The Twilight of the Evening Lands
Denmark is internationally known for two spectacular events in recent social political history: The Mohammed Cartoons crisis in 2005 and the riots that followed the eviction of the Youth House, an anarchist social centre in Copenhagen, in 2007. What is interesting in relation to the two events is the scale of the unrest that they catalysed and the fact that the massive escalation of both conflicts came to a surprise to all: the politicians, the media – as well as the protesters. The two events showed that the people in power could be shaken. They exposed the fragility of their power – and what they will do to maintain it.
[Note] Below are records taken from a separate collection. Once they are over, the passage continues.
impl TaskRouter {
    pub fn new(
        queue: Arc<PrecisionQueue>,
        agents: Arc<AgentRegistry>,
        bus: Arc<EventBus>,
        timers: Arc<EscalationTimers>,
        gateway: Arc<dyn ReservationGateway>,
        repository: Option<Arc<dyn TaskRepository>>,
        config: Arc<RoutingEngineConfig>,
    ) -> Self {
        Self {
            queue,
            agents,
            bus,
            timers,
            gateway,
            repository,
            config,
        }
    }

    pub fn queue(&self) -> &Arc<PrecisionQueue> {
        &self.queue
    }

    /// Run the router on its own task until [`RouterEvent::Shutdown`] or the
    /// channel closes
    pub fn spawn(self, events: mpsc::UnboundedReceiver<RouterEvent>) -> JoinHandle<()> {
        tokio::spawn(self.run(events))
    }

    async fn run(self, mut events: mpsc::UnboundedReceiver<RouterEvent>) {
        let queue_id = self.queue.id().clone();
        info!("Task router for queue {} started", queue_id);

        while let Some(event) = events.recv().await {
            if event == RouterEvent::Shutdown {
                break;
            }
            let span = info_span!("task_router", queue_id = %queue_id);
            let handled = AssertUnwindSafe(self.handle_event(event.clone()).instrument(span))
                .catch_unwind()
                .await;
            match handled {
                Ok(Ok(())) => {}
                Ok(Err(e)) => {
                    error!(
                        "Queue {} failed to handle {:?} (task {:?}): {}",
                        queue_id,
                        event,
                        event.task_id(),
                        e
                    );
                }
                Err(_) => {
                    error!("Queue {} panicked while handling {:?}", queue_id, event);
                }
            }
        }

        info!("Task router for queue {} stopped", queue_id);
    }

    /// Handle one event: bookkeeping first, then matching
    pub async fn handle_event(&self, event: RouterEvent) -> Result<()> {
        let bookkeeping = match &event {
            RouterEvent::NewTask(task_id) => self.on_new_task(task_id).await,
            RouterEvent::Timer(task_id, generation) => self.on_timer(task_id, *generation).await,
            RouterEvent::TaskRemoved(task_id) => {
                self.on_task_removed(task_id);
                Ok(())
            }
            RouterEvent::AgentAvailable(agent_id) => {
                debug!("Agent {} may be available", agent_id);
                Ok(())
            }
            RouterEvent::QueueUpdated => self.on_queue_updated().await,
            RouterEvent::Shutdown => return Ok(()),
        };

        let matching = if self.config.router.routing_enabled {
            self.match_pending().await
        } else {
            Ok(0)
        };

        bookkeeping.and(matching.map(|_| ()))
    }

    // ---- bookkeeping -------------------------------------------------------

    async fn on_new_task(&self, task_id: &TaskId) -> Result<()> {
        let skipped = {
            let mut inner = self.queue.lock();
            if !inner.contains_task(task_id) {
                debug!("Task {} left queue {} before it was seen", task_id, self.queue.id());
                return Ok(());
            }
            self.bus.subscribe_task(task_id.clone(), self.queue.id().clone());
            let Some(plan) = inner.plan_escalation(task_id) else {
                return Ok(());
            };
            self.arm(task_id, &plan);
            let started_at = inner.get_task(task_id).map(|t| t.step_started_at);
            plan.skipped_from.zip(started_at).map(|(from, at)| (from, plan.step_index, at))
        };

        if let Some((from, to, started_at)) = skipped {
            self.record_escalation(task_id, from, to, started_at).await?;
        }
        Ok(())
    }

    async fn on_timer(&self, task_id: &TaskId, generation: u64) -> Result<()> {
        if !self.timers.take_fired(task_id, generation) {
            debug!("Ignoring stale timer for task {} in queue {}", task_id, self.queue.id());
            return Ok(());
        }
        let escalated = {
            let mut inner = self.queue.lock();
            let Some(advance) = inner.advance_step(self.queue.id(), task_id) else {
                debug!("Timer for task {} which is no longer queued", task_id);
                return Ok(());
            };
            let Some(plan) = inner.plan_escalation(task_id) else {
                return Ok(());
            };
            self.arm(task_id, &plan);
            if plan.step_index == advance.from {
                None
            } else {
                inner
                    .get_task(task_id)
                    .map(|t| (advance.from, plan.step_index, t.step_started_at))
            }
        };

        if let Some((from, to, started_at)) = escalated {
            self.record_escalation(task_id, from, to, started_at).await?;
        }
        Ok(())
    }

    /// Re-plan every task this router has seen after the steps changed
    ///
    /// A task on what used to be the last step has no timer; once a step is
    /// appended behind it, it needs one.
    async fn on_queue_updated(&self) -> Result<()> {
        let skipped = {
            let mut inner = self.queue.lock();
            let mut skipped = Vec::new();
            for task_id in inner.task_ids() {
                if !self.bus.is_subscribed(&task_id) {
                    continue;
                }
                let Some(plan) = inner.plan_escalation(&task_id) else {
                    continue;
                };
                self.arm(&task_id, &plan);
                if let (Some(from), Some(task)) = (plan.skipped_from, inner.get_task(&task_id)) {
                    skipped.push((task_id, from, plan.step_index, task.step_started_at));
                }
            }
            skipped
        };

        let mut result = Ok(());
        for (task_id, from, to, started_at) in skipped {
            if let Err(e) = self.record_escalation(&task_id, from, to, started_at).await {
                result = Err(e);
            }
        }
        result
    }

    fn on_task_removed(&self, task_id: &TaskId) {
        self.bus.unsubscribe_task(task_id);
        self.timers.cancel(task_id);
    }

    /// Arm or clear the task's timer according to `plan`
    fn arm(&self, task_id: &TaskId, plan: &EscalationPlan) {
        match plan.remaining_secs {
            Some(remaining) => {
                let floor = self.config.timers.min_escalation_secs as i64;
                let delay = remaining.max(floor).max(0) as u64;
                self.timers.arm(task_id.clone(), Duration::from_secs(delay));
            }
            None => {
                self.timers.cancel(task_id);
            }
        }
    }

    async fn record_escalation(
        &self,
        task_id: &TaskId,
        from: usize,
        to: usize,
        started_at: DateTime<Utc>,
    ) -> Result<()> {
        info!("Task {} in queue {} escalated from step {} to {}", task_id, self.queue.id(), from, to);
        let persisted = match &self.repository {
            Some(repository) => repository.update_step(task_id, to, started_at).await,
            None => Ok(()),
        };
        self.bus.emit(RoutingOutcome::Escalated {
            queue_id: self.queue.id().clone(),
            task_id: task_id.clone(),
            from_step: from,
            to_step: to,
        });
        persisted
    }

    // ---- matching ----------------------------------------------------------

    /// Match heads until one cannot be matched or the per-event bound is hit
    ///
    /// Returns the number of committed reservations.
    pub async fn match_pending(&self) -> Result<usize> {
        let mut committed = 0;
        for _ in 0..self.config.router.max_matches_per_event {
            if !self.try_match_head().await? {
                break;
            }
            committed += 1;
        }
        Ok(committed)
    }

    /// One match attempt on the current head
    ///
    /// Returns true when the head left the queue (reserved, or removed while
    /// the gateway was deciding) and the next head is worth trying.
    async fn try_match_head(&self) -> Result<bool> {
        let Some(snapshot) = self.queue.matching_snapshot() else {
            return Ok(false);
        };
        let task = snapshot.task;

        let Some((agent, step_index)) = self.reserve_candidate(&task, &snapshot.steps) else {
            debug!(
                "No agent for task {} in queue {} at step {}",
                task.task_id,
                self.queue.id(),
                task.step_index
            );
            return Ok(false);
        };

        let decision = AssertUnwindSafe(self.gateway.try_reserve(&task, agent.id()))
            .catch_unwind()
            .await;
        match decision {
            Ok(Ok(true)) => {}
            Ok(Ok(false)) => {
                self.abandon(&task, &agent, "declined by reservation gateway".to_string());
                return Ok(false);
            }
            Ok(Err(e)) => {
                self.abandon(&task, &agent, e.to_string());
                return Ok(false);
            }
            Err(_) => {
                self.abandon(&task, &agent, "reservation gateway panicked".to_string());
                return Ok(false);
            }
        }

        self.commit(task, agent, step_index).await
    }

    /// Pick and reserve the best available agent for `task`
    ///
    /// Steps are scanned in order and the first step yielding an agent wins.
    /// Within a step, available agents are ordered by their active queue task
    /// count; the stable sort keeps the selection-criterion order on ties.
    fn reserve_candidate(&self, task: &QueuedTask, steps: &[Arc<Step>]) -> Option<(Arc<Agent>, usize)> {
        let domain = self.queue.media_domain();

        if self.config.router.assign_to_last_agent {
            if let Some(found) = self.reserve_last_agent(task, steps) {
                return Some(found);
            }
        }

        for (step_index, step) in steps.iter().enumerate() {
            let mut candidates: Vec<Arc<Agent>> = step
                .ordered_agents(self.queue.criterion(), domain, &self.agents)
                .into_iter()
                .filter(|agent| agent.is_available_for_reservation(domain))
                .collect();
            candidates.sort_by_key(|agent| agent.no_of_active_queue_tasks(domain));

            for agent in candidates {
                if agent.reserve_task(ReservedTask::new(task.clone(), step_index)) {
                    debug!(
                        "Reserved agent {} for task {} at step {}",
                        agent.id(),
                        task.task_id,
                        step_index
                    );
                    return Some((agent, step_index));
                }
                debug!("Agent {} was reserved concurrently, trying next", agent.id());
            }
        }
        None
    }

    fn reserve_last_agent(&self, task: &QueuedTask, steps: &[Arc<Step>]) -> Option<(Arc<Agent>, usize)> {
        let last = task.last_assigned_agent.as_ref()?;
        let step_index = steps.iter().position(|step| step.contains(last))?;
        let agent = self.agents.get(last)?;
        if agent.is_available_for_reservation(self.queue.media_domain())
            && agent.reserve_task(ReservedTask::new(task.clone(), step_index))
        {
            debug!("Task {} goes back to last agent {}", task.task_id, last);
            return Some((agent, step_index));
        }
        None
    }

    /// Release an agent after the gateway refused; the task stays queued
    fn abandon(&self, task: &QueuedTask, agent: &Agent, reason: String) {
        agent.remove_reserved_task_if(&task.task_id);
        warn!(
            "Reservation of task {} in queue {} for agent {} failed: {}",
            task.task_id,
            self.queue.id(),
            agent.id(),
            reason
        );
        self.bus.emit(RoutingOutcome::ReservationFailed {
            queue_id: self.queue.id().clone(),
            task_id: task.task_id.clone(),
            agent_id: agent.id().clone(),
            reason,
        });
    }

    /// Dequeue the reserved task, re-validating it by identity
    ///
    /// The task leaves the queue only while it is still the queued instance
    /// the match was made for and the agent's slot still holds it. Returns
    /// false when the reservation was released while the gateway was
    /// deciding; the task then stays queued.
    async fn commit(&self, task: QueuedTask, agent: Arc<Agent>, step_index: usize) -> Result<bool> {
        let committed = {
            let mut inner = self.queue.lock();
            match inner.get_task(&task.task_id).filter(|current| current.id == task.id) {
                None => Commit::TaskGone,
                Some(current) => {
                    let mut routed = current.clone();
                    routed.assigned_to = Some(agent.id().clone());
                    if agent.refresh_reservation(ReservedTask::new(routed.clone(), step_index)) {
                        inner.remove_task(&task.task_id);
                        self.timers.cancel(&task.task_id);
                        Commit::Done(routed)
                    } else {
                        Commit::SlotReleased
                    }
                }
            }
        };

        let routed = match committed {
            Commit::Done(routed) => routed,
            Commit::TaskGone => {
                agent.remove_reserved_task_if(&task.task_id);
                debug!(
                    "Task {} left queue {} while its reservation was pending",
                    task.task_id,
                    self.queue.id()
                );
                return Ok(true);
            }
            Commit::SlotReleased => {
                debug!(
                    "Agent {} released task {} while its reservation was pending; task stays queued",
                    agent.id(),
                    task.task_id
                );
                return Ok(false);
            }
        };

        self.bus.unsubscribe_task(&routed.task_id);

        info!(
            "Task {} in queue {} reserved for agent {} at step {}",
            routed.task_id,
            self.queue.id(),
            agent.id(),
            step_index
        );

        if let Some(repository) = &self.repository {
            if let Err(e) = repository.remove(&routed.task_id).await {
                warn!("Reserved task {} not removed from repository: {}", routed.task_id, e);
            }
        }

        self.bus.emit(RoutingOutcome::Reserved {
            queue_id: self.queue.id().clone(),
            task: routed,
            agent_id: agent.id().clone(),
            step_index,
        });
        Ok(true)
    }
}
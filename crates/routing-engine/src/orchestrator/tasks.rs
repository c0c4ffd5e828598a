//! Task admission, cancellation and restore

use tracing::{debug, info, warn};

use super::core::RoutingEngine;
use crate::agent::AgentId;
use crate::error::{Result, RoutingError};
use crate::queue::{PrecisionQueue, QueueId, QueueStats, QueuedTask, TaskId};
use crate::routing::{RouterEvent, RoutingOutcome};

/// A task to be routed through a precision queue
#[derive(Debug, Clone, PartialEq, Eq)]
pub struct TaskRequest {
    pub task_id: TaskId,
    pub conversation_id: String,
    pub queue_id: QueueId,
    /// Higher values are served first
    pub priority: u32,
    pub last_assigned_agent: Option<AgentId>,
}

impl TaskRequest {
    pub fn new(task_id: impl Into<TaskId>, conversation_id: impl Into<String>, queue_id: impl Into<QueueId>) -> Self {
        Self {
            task_id: task_id.into(),
            conversation_id: conversation_id.into(),
            queue_id: queue_id.into(),
            priority: 0,
            last_assigned_agent: None,
        }
    }

    pub fn with_priority(mut self, priority: u32) -> Self {
        self.priority = priority;
        self
    }

    pub fn with_last_assigned_agent(mut self, agent_id: impl Into<AgentId>) -> Self {
        self.last_assigned_agent = Some(agent_id.into());
        self
    }
}

impl RoutingEngine {
    /// Queue a task at step 0 of its queue
    ///
    /// Returns `Ok(false)` without side effects when a task with the same id
    /// is already queued there. If the repository rejects the task it is
    /// taken back out of the queue and the error returned.
    pub async fn admit_task(&self, request: TaskRequest) -> Result<bool> {
        let queue = self.require_queue(&request.queue_id)?;
        let mut task = QueuedTask::new(
            request.task_id,
            request.conversation_id,
            request.queue_id,
            queue.media_domain().clone(),
            request.priority,
        );
        task.last_assigned_agent = request.last_assigned_agent;

        if !queue.enqueue(task.clone()) {
            debug!("Task {} already queued in {}", task.task_id, task.queue_id);
            return Ok(false);
        }

        self.persist_queued(&queue, &task).await?;

        if let Err(e) = self
            .bus
            .publish_to_queue(&task.queue_id, RouterEvent::NewTask(task.task_id.clone()))
        {
            queue.remove_instance(&task);
            self.forget_persisted(&task).await;
            return Err(e);
        }

        info!(
            "Admitted task {} to queue {} with priority {}",
            task.task_id, task.queue_id, task.priority
        );
        Ok(true)
    }

    /// Save a task that was just queued
    ///
    /// The task is visible to its router from the moment it is queued, so it
    /// may be routed or cancelled while the save is in flight. A row written
    /// for a task that is no longer queued is deleted again; a failed save
    /// takes the task back out of the queue.
    pub(super) async fn persist_queued(&self, queue: &PrecisionQueue, task: &QueuedTask) -> Result<()> {
        let Some(repository) = &self.repository else {
            return Ok(());
        };
        if let Err(e) = repository.save(task).await {
            queue.remove_instance(task);
            return Err(e);
        }
        if queue.get_task(&task.task_id).is_none() {
            debug!("Task {} left queue {} while being saved", task.task_id, task.queue_id);
            repository.remove(&task.task_id).await?;
        }
        Ok(())
    }

    /// Remove a queued task; cancelling a task that is not queued is a no-op
    pub async fn cancel_task(&self, queue_id: &QueueId, task_id: &TaskId) -> Result<bool> {
        let queue = self.require_queue(queue_id)?;
        let removed = {
            let mut inner = queue.lock();
            let removed = inner.remove_task(task_id);
            if removed.is_some() {
                self.timers.cancel(task_id);
            }
            removed
        };

        let Some(task) = removed else {
            debug!("Cancel of task {} in queue {}: not queued", task_id, queue_id);
            return Ok(false);
        };

        self.retire(&task).await;
        info!("Cancelled task {} in queue {}", task_id, queue_id);
        Ok(true)
    }

    /// Remove every queued task of a queue
    pub async fn flush_queue(&self, queue_id: &QueueId) -> Result<Vec<QueuedTask>> {
        let queue = self.require_queue(queue_id)?;
        let flushed = {
            let mut inner = queue.lock();
            let flushed = inner.drain();
            for task in &flushed {
                self.timers.cancel(&task.task_id);
            }
            flushed
        };

        for task in &flushed {
            self.retire(task).await;
        }
        info!("Flushed {} tasks from queue {}", flushed.len(), queue_id);
        Ok(flushed)
    }

    /// Bookkeeping after a task left its queue unrouted
    async fn retire(&self, task: &QueuedTask) {
        self.forget_persisted(task).await;
        self.bus.emit(RoutingOutcome::Removed {
            queue_id: task.queue_id.clone(),
            task_id: task.task_id.clone(),
        });
        if let Err(e) = self
            .bus
            .publish_to_queue(&task.queue_id, RouterEvent::TaskRemoved(task.task_id.clone()))
        {
            // no router means no subscription left to drop
            self.bus.unsubscribe_task(&task.task_id);
            debug!("Removal of task {} not delivered: {}", task.task_id, e);
        }
    }

    /// Re-enqueue every persisted task after a restart
    ///
    /// Tasks keep their arrival time and step; their timers are re-armed with
    /// whatever is left of the current step's timeout. Tasks of queues that
    /// no longer exist are skipped. Returns the number of restored tasks.
    pub async fn restore_from_repository(&self) -> Result<usize> {
        let Some(repository) = &self.repository else {
            return Err(RoutingError::configuration("engine has no task repository"));
        };

        let mut restored = 0;
        for task in repository.load_all().await? {
            let Some(queue) = self.queue(&task.queue_id) else {
                warn!("Skipping persisted task {}: queue {} unknown", task.task_id, task.queue_id);
                continue;
            };
            if !queue.enqueue(task.clone()) {
                continue;
            }
            self.bus
                .publish_to_queue(&task.queue_id, RouterEvent::NewTask(task.task_id.clone()))?;
            restored += 1;
        }

        info!("Restored {} tasks from repository", restored);
        Ok(restored)
    }

    pub fn queue_stats(&self, queue_id: &QueueId) -> Result<QueueStats> {
        Ok(self.require_queue(queue_id)?.stats())
    }

    /// Snapshot of a queued task
    pub fn queued_task(&self, queue_id: &QueueId, task_id: &TaskId) -> Option<QueuedTask> {
        self.queue(queue_id)?.get_task(task_id)
    }
}
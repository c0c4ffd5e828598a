//! Reservation gateway seam
//!
//! The gateway is the authority on whether a matched agent may actually be
//! offered a task (an offer delivered to the agent's client, a remote
//! capacity check). It is the only point where a router suspends, and no
//! queue or step lock is held across the call.

use async_trait::async_trait;
use tracing::debug;

use crate::agent::AgentId;
use crate::error::Result;
use crate::queue::QueuedTask;

/// External reservation authority
///
/// `Ok(true)` commits the match. `Ok(false)` and `Err(_)` both leave the task
/// queued; it is retried on the next event for the queue.
#[async_trait]
pub trait ReservationGateway: Send + Sync {
    async fn try_reserve(&self, task: &QueuedTask, agent_id: &AgentId) -> Result<bool>;
}

/// Gateway that accepts every reservation
#[derive(Debug, Default, Clone)]
pub struct LocalReservationGateway;

#[async_trait]
impl ReservationGateway for LocalReservationGateway {
    async fn try_reserve(&self, task: &QueuedTask, agent_id: &AgentId) -> Result<bool> {
        debug!("Local reservation of task {} for agent {}", task.task_id, agent_id);
        Ok(true)
    }
}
The Mohammed cartoons and the eviction of the Youth House were events that did not stay within their initial frame. They became occasions for the outpouring of vast amounts of accumulated anger and frustration that had built up in the wake of a much broader ideological campaign. This campaign was orchestrated by the people in political and economic power, not only within the Danish national state, but across the globe. In the case of the cartoons, it was Western globalisation and arrogance, accelerating since the fall of the Iron Curtain, that provided the backdrop for the widespread unrest ignited in the Muslim world by the publication of the cartoons. The cartoons were just a symbol. But this symbol had its roots in this small Scandinavian state called Denmark, known for its social democracy and welfare state project that developed in the 1970s.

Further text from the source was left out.